Assigned task
Copy out the data in full, keeping each line exactly as it reads.
[Raw data Boundary: Start]
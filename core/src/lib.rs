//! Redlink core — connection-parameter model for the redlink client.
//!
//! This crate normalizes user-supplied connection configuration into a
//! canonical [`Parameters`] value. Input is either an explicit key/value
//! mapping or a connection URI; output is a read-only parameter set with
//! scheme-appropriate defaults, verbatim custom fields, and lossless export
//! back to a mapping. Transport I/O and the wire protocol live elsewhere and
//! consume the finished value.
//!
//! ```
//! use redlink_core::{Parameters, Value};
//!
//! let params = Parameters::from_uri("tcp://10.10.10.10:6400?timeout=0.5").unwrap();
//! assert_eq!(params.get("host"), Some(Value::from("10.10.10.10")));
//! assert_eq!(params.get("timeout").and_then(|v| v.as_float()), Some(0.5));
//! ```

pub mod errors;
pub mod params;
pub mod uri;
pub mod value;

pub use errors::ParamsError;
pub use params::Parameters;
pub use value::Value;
[Raw data Boundary: End]
Response for this exercise
filename core/src/lib.rs
//! Redlink core — connection-parameter model for the redlink client.
//!
//! This crate normalizes user-supplied connection configuration into a
//! canonical [`Parameters`] value. Input is either an explicit key/value
//! mapping or a connection URI; output is a read-only parameter set with
//! scheme-appropriate defaults, verbatim custom fields, and lossless export
//! back to a mapping. Transport I/O and the wire protocol live elsewhere and
//! consume the finished value.
//!
//! ```
//! use redlink_core::{Parameters, Value};
//!
//! let params = Parameters::from_uri("tcp://10.10.10.10:6400?timeout=0.5").unwrap();
//! assert_eq!(params.get("host"), Some(Value::from("10.10.10.10")));
//! assert_eq!(params.get("timeout").and_then(|v| v.as_float()), Some(0.5));
//! ```

pub mod errors;
pub mod params;
pub mod uri;
pub mod value;

pub use errors::ParamsError;
pub use params::Parameters;
pub use value::Value;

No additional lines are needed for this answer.